Library / English Dictionary |
ERASE
Pronunciation (US): | (GB): |
I. (verb)
Sense 1
Meaning:
Remove from memory or existence
Example:
The Turks erased the Armenians in 1915
Synonyms:
erase; wipe out
Classified under:
Verbs of size, temperature change, intensifying, etc.
Hypernyms (to "erase" is one way to...):
kill (cause to die; put to death, usually intentionally or knowingly)
Sentence frames:
Somebody ----s something
Somebody ----s somebody
Something ----s somebody
Something ----s something
Derivation:
erasure (deletion by an act of expunging or erasing)
Sense 2
Meaning:
Wipe out digitally or magnetically recorded information
Example:
Who erased the files from my hard disk?
Synonyms:
delete; erase
Classified under:
Verbs of telling, asking, ordering, singing
Hypernyms (to "erase" is one way to...):
take away; take out (take out or remove)
Domain category:
recording; transcription (the act of making a record (especially an audio record))

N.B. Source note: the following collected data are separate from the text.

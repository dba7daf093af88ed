use sea_orm::entity::prelude::*;
use serde::{Deserialize, Serialize};

#[derive(Clone, Debug, PartialEq, Eq, DeriveEntityModel, Serialize, Deserialize)]
#[sea_orm(table_name = "user")]
pub struct Model {
    #[sea_orm(primary_key)]
    pub id: i32,
    pub name: String,
    #[sea_orm(unique)]
    pub email: String,
    pub created_at: DateTimeUtc,
}

#[derive(Copy, Clone, Debug, EnumIter, DeriveRelation)]
pub enum Relation {
    #[sea_orm(has_many = "super::post::Entity")]
    Post,
    #[sea_orm(has_many = "super::comment::Entity")]
    Comment,
}

impl Related<super::post::Entity> for Entity {
    fn to() -> RelationDef {
        Relation::Post.def()
    }
}

impl Related<super::comment::Entity> for Entity {
    fn to() -> RelationDef {
        Relation::Comment.def()
    }
}

#[async_trait::async_trait]
impl ActiveModelBehavior for ActiveModel {
    async fn before_save<C>(mut self, _db: &C, insert: bool) -> Result<Self, DbErr>
    where
        C: ConnectionTrait,
    {
        if insert {
            super::stamp_created_at(&mut self.created_at);
        }
        Ok(self)
    }
}
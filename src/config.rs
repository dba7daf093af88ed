use crate::BlogErr;
use sea_orm::{ConnectOptions, Database, DatabaseConnection};
use serde::Deserialize;
use std::{
    env, fs,
    path::{Path, PathBuf},
};

/// Name of the configuration file looked up in the current directory and its parent
pub const CONFIG_FILE: &str = "sea-orm-blog.toml";

/// Used when neither a config file nor `DATABASE_URL` names a database
pub const DEFAULT_DATABASE_URL: &str = "sqlite::memory:";

#[derive(Clone, Debug, PartialEq, Eq, Deserialize)]
pub struct Config {
    #[serde(default)]
    pub database: DatabaseConfig,
}

#[derive(Clone, Debug, PartialEq, Eq, Deserialize)]
pub struct DatabaseConfig {
    /// A database URL, or `env:VAR` to read it from the environment
    #[serde(default = "default_url")]
    pub url: String,
    #[serde(default)]
    pub sqlx_logging: bool,
    #[serde(default)]
    pub max_connections: Option<u32>,
}

fn default_url() -> String {
    DEFAULT_DATABASE_URL.to_owned()
}

impl Default for DatabaseConfig {
    fn default() -> Self {
        Self {
            url: default_url(),
            sqlx_logging: false,
            max_connections: None,
        }
    }
}

impl Config {
    /// Config pointing at `url` with every other setting at its default
    pub fn with_url<T>(url: T) -> Self
    where
        T: Into<String>,
    {
        Self {
            database: DatabaseConfig {
                url: url.into(),
                ..Default::default()
            },
        }
    }

    pub fn from_toml(content: &str) -> Result<Self, BlogErr> {
        toml::from_str(content).map_err(|e| BlogErr::Config(e.to_string()))
    }

    /// Read [`CONFIG_FILE`] if there is one, otherwise fall back to
    /// `DATABASE_URL` (a `.env` file is honoured) and finally to
    /// [`DEFAULT_DATABASE_URL`].
    pub fn load() -> Result<Self, BlogErr> {
        dotenvy::dotenv().ok();

        let current_dir = env::current_dir().map_err(|e| BlogErr::Config(e.to_string()))?;
        match find_config_file(&current_dir) {
            Some(path) => {
                tracing::debug!(path = %path.display(), "loading config file");
                let content =
                    fs::read_to_string(&path).map_err(|e| BlogErr::Config(e.to_string()))?;
                Self::from_toml(&content)
            }
            None => Ok(Self::with_url(
                env::var("DATABASE_URL").unwrap_or_else(|_| default_url()),
            )),
        }
    }

    /// The database URL with any `env:` indirection resolved
    pub fn database_url(&self) -> Result<String, BlogErr> {
        match self.database.url.strip_prefix("env:") {
            Some(var) => env::var(var)
                .map_err(|_| BlogErr::Config(format!("environment variable `{var}` is not set"))),
            None => Ok(self.database.url.clone()),
        }
    }

    pub fn connect_options(&self) -> Result<ConnectOptions, BlogErr> {
        let mut opt = ConnectOptions::new(self.database_url()?);
        opt.sqlx_logging(self.database.sqlx_logging)
            .sqlx_logging_level(log::LevelFilter::Debug);
        if let Some(max_connections) = self.database.max_connections {
            opt.max_connections(max_connections);
        }
        Ok(opt)
    }

    pub async fn connect(&self) -> Result<DatabaseConnection, BlogErr> {
        let opt = self.connect_options()?;
        tracing::info!(url = opt.get_url(), "connecting");
        Ok(Database::connect(opt).await?)
    }
}

/// The config file is expected to be in `dir` or its parent
fn find_config_file(dir: &Path) -> Option<PathBuf> {
    std::iter::once(dir)
        .chain(dir.parent())
        .map(|dir| dir.join(CONFIG_FILE))
        .find(|path| path.exists())
}
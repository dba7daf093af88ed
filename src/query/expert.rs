//! Level 7 (expert) and level 8 (master) queries.
//!
//! The metric records are assembled with [`UserMetrics::from_counts`] and
//! [`PostMetrics::from_counts`], so they agree with [`crate::metrics::Dataset`]
//! on the same rows.

use super::count;
use crate::{
    entity::{comment, post, post_tag, prelude::*, tag, user},
    metrics::{self, Classification, MetricsReport, PostMetrics, UserMetrics},
    BlogErr,
};
use sea_orm::{
    prelude::DateTimeUtc,
    sea_query::{Alias, Expr},
    ColumnTrait, Condition, ConnectionTrait, EntityTrait, FromQueryResult, JoinType, QueryFilter,
    QueryOrder, QuerySelect, RelationTrait,
};
use serde::{Deserialize, Serialize};
use std::collections::HashMap;

#[derive(Clone, Debug, PartialEq, Eq, FromQueryResult, Serialize)]
pub struct TrendingPost {
    pub id: i32,
    pub title: String,
    pub recent_comment_count: i64,
}

/// Filters of [`advanced_search`]. All of them must hold.
#[derive(Clone, Debug, Default, PartialEq, Eq, Serialize, Deserialize)]
pub struct SearchCriteria {
    /// The title contains at least one of these; no terms means any title
    pub title_terms: Vec<String>,
    /// Exact tag name
    pub tag: String,
    /// Prefix of the author's name
    pub author_prefix: String,
}

#[derive(Debug, FromQueryResult)]
struct PostCountsRow {
    id: i32,
    title: String,
    comment_count: i64,
    tag_count: i64,
}

#[derive(Debug, FromQueryResult)]
struct UserCountsRow {
    id: i32,
    name: String,
    posts_count: i64,
    comments_made: i64,
}

/// Challenge 7.1, users who commented on a post written by someone else
pub async fn users_commenting_on_others<C>(db: &C) -> Result<Vec<user::Model>, BlogErr>
where
    C: ConnectionTrait,
{
    Ok(User::find()
        .inner_join(Comment)
        .join(JoinType::InnerJoin, comment::Relation::Post.def())
        .filter(
            Expr::col((post::Entity, post::Column::UserId))
                .ne(Expr::col((user::Entity, user::Column::Id))),
        )
        .distinct()
        .order_by_asc(user::Column::Id)
        .all(db)
        .await?)
}

/// Challenge 7.2, `None` without users
pub async fn most_active_user<C>(db: &C) -> Result<Option<UserMetrics>, BlogErr>
where
    C: ConnectionTrait,
{
    let stats = user_statistics(db).await?;
    Ok(metrics::most_active(&stats).cloned())
}

/// Challenge 7.3, comment and tag counts of every post in one statement
pub async fn posts_with_comment_tag_ratio<C>(db: &C) -> Result<Vec<PostMetrics>, BlogErr>
where
    C: ConnectionTrait,
{
    let rows = Post::find()
        .select_only()
        .column(post::Column::Id)
        .column(post::Column::Title)
        .column_as(
            Expr::col((comment::Entity, comment::Column::Id)).count_distinct(),
            "comment_count",
        )
        .column_as(
            Expr::col((post_tag::Entity, post_tag::Column::TagId)).count_distinct(),
            "tag_count",
        )
        .left_join(Comment)
        .left_join(PostTag)
        .group_by(post::Column::Id)
        .order_by_asc(post::Column::Id)
        .into_model::<PostCountsRow>()
        .all(db)
        .await?;

    Ok(rows
        .into_iter()
        .map(|row| {
            PostMetrics::from_counts(
                row.id,
                &row.title,
                count(row.comment_count),
                count(row.tag_count),
            )
        })
        .collect())
}

/// Challenge 7.4, posts and comments counted in one statement
pub async fn users_with_engagement<C>(db: &C) -> Result<Vec<UserMetrics>, BlogErr>
where
    C: ConnectionTrait,
{
    let rows = User::find()
        .select_only()
        .column(user::Column::Id)
        .column(user::Column::Name)
        .column_as(
            Expr::col((post::Entity, post::Column::Id)).count_distinct(),
            "posts_count",
        )
        .column_as(
            Expr::col((comment::Entity, comment::Column::Id)).count_distinct(),
            "comments_made",
        )
        .left_join(Post)
        .left_join(Comment)
        .group_by(user::Column::Id)
        .order_by_asc(user::Column::Id)
        .into_model::<UserCountsRow>()
        .all(db)
        .await?;
    let received = comments_received_by_author(db).await?;

    Ok(rows
        .into_iter()
        .map(|row| {
            UserMetrics::from_counts(
                row.id,
                &row.name,
                count(row.posts_count),
                count(row.comments_made),
                received.get(&row.id).copied().unwrap_or_default(),
            )
        })
        .collect())
}

/// Challenge 8.1, posts with comments created at or after `since`, the most
/// discussed first
pub async fn trending_posts<C>(db: &C, since: DateTimeUtc) -> Result<Vec<TrendingPost>, BlogErr>
where
    C: ConnectionTrait,
{
    Ok(Post::find()
        .select_only()
        .column(post::Column::Id)
        .column(post::Column::Title)
        .column_as(comment::Column::Id.count(), "recent_comment_count")
        .inner_join(Comment)
        .filter(comment::Column::CreatedAt.gte(since))
        .group_by(post::Column::Id)
        .order_by_desc(Expr::col(Alias::new("recent_comment_count")))
        .order_by_asc(post::Column::Id)
        .into_model::<TrendingPost>()
        .all(db)
        .await?)
}

/// Challenge 8.2, one grouped query per count
pub async fn user_statistics<C>(db: &C) -> Result<Vec<UserMetrics>, BlogErr>
where
    C: ConnectionTrait,
{
    let posts = grouped_count(
        Post::find()
            .select_only()
            .column(post::Column::UserId)
            .column_as(post::Column::Id.count(), "n")
            .group_by(post::Column::UserId),
        db,
    )
    .await?;
    let made = grouped_count(
        Comment::find()
            .select_only()
            .column(comment::Column::UserId)
            .column_as(comment::Column::Id.count(), "n")
            .group_by(comment::Column::UserId),
        db,
    )
    .await?;
    let received = comments_received_by_author(db).await?;

    let users = User::find().order_by_asc(user::Column::Id).all(db).await?;
    Ok(users
        .iter()
        .map(|u| {
            UserMetrics::from_counts(
                u.id,
                &u.name,
                posts.get(&u.id).copied().unwrap_or_default(),
                made.get(&u.id).copied().unwrap_or_default(),
                received.get(&u.id).copied().unwrap_or_default(),
            )
        })
        .collect())
}

/// Challenge 8.3
pub async fn classify_users<C>(db: &C) -> Result<Classification, BlogErr>
where
    C: ConnectionTrait,
{
    Ok(Classification::from_metrics(&user_statistics(db).await?))
}

/// Challenge 8.4, commented posts matching every filter of `criteria`
pub async fn advanced_search<C>(
    db: &C,
    criteria: &SearchCriteria,
) -> Result<Vec<post::Model>, BlogErr>
where
    C: ConnectionTrait,
{
    let mut cond = Condition::all()
        .add(tag::Column::Name.eq(criteria.tag.as_str()))
        .add(super::starts_with_text(user::Column::Name, &criteria.author_prefix));
    if !criteria.title_terms.is_empty() {
        cond = cond.add(
            criteria
                .title_terms
                .iter()
                .fold(Condition::any(), |any, term| {
                    any.add(super::contains_text(post::Column::Title, term))
                }),
        );
    }

    Ok(Post::find()
        .inner_join(Comment)
        .inner_join(Tag)
        .inner_join(User)
        .filter(cond)
        .distinct()
        .order_by_asc(post::Column::Id)
        .all(db)
        .await?)
}

/// All three metric record sets, counted by the database
pub async fn metrics_report<C>(db: &C) -> Result<MetricsReport, BlogErr>
where
    C: ConnectionTrait,
{
    Ok(MetricsReport {
        users: user_statistics(db).await?,
        posts: posts_with_comment_tag_ratio(db).await?,
        tags: super::tag_usage(db).await?,
    })
}

/// `author id => comments on their posts`
async fn comments_received_by_author<C>(db: &C) -> Result<HashMap<i32, u64>, BlogErr>
where
    C: ConnectionTrait,
{
    grouped_count(
        Comment::find()
            .select_only()
            .column(post::Column::UserId)
            .column_as(comment::Column::Id.count(), "n")
            .inner_join(Post)
            .group_by(post::Column::UserId),
        db,
    )
    .await
}

async fn grouped_count<E, C>(
    select: sea_orm::Select<E>,
    db: &C,
) -> Result<HashMap<i32, u64>, BlogErr>
where
    E: EntityTrait,
    C: ConnectionTrait,
{
    Ok(select
        .into_tuple::<(i32, i64)>()
        .all(db)
        .await?
        .into_iter()
        .map(|(id, n)| (id, count(n)))
        .collect())
}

Troponyms (each of the following is one way to "erase"):
demagnetise; demagnetize (erase (a magnetic storage device))
Sentence frame:
Somebody ----s something
Antonym:
record (register electronically)
Derivation:
eraser (an implement used to erase something)
Sense 3
Meaning:
Remove by or as if by rubbing or erasing
Example:
Please erase the formula on the blackboard--it is wrong!
Synonyms:
efface; erase; rub out; score out; wipe off
Classified under:
Verbs of touching, hitting, tying, digging
Hypernyms (to "erase" is one way to...):
cancel; delete (remove or make invisible)
"Erase" entails doing...:
rub (move over something with pressure)
Troponyms (each of the following is one way to "erase"):
sponge (erase with a sponge; as of words on a blackboard)
cut out; scratch out (strike or cancel by or as if by rubbing or crossing out)
Sentence frames:
Somebody ----s something
Something ----s something
Derivation:
eraser (an implement used to erase something)
erasure (deletion by an act of expunging or erasing)
erasure (a surface area where something has been erased)
erasure (a correction made by erasing)
Context examples:
In 2009, a team led by Dr. Joseph LeDoux of New York University (NYU) developed a way to erase a fear memory in rats without using drugs.
(How Our Memory Works, NIH, US)
The animals then underwent a process to erase the fear, called extinction training, in which the tone was repeatedly presented without shocks.
(How Our Memory Works, NIH, US)
On the white steps an obscene word, scrawled by some boy with a piece of brick, stood out clearly in the moonlight and I erased it, drawing my shoe raspingly along the stone.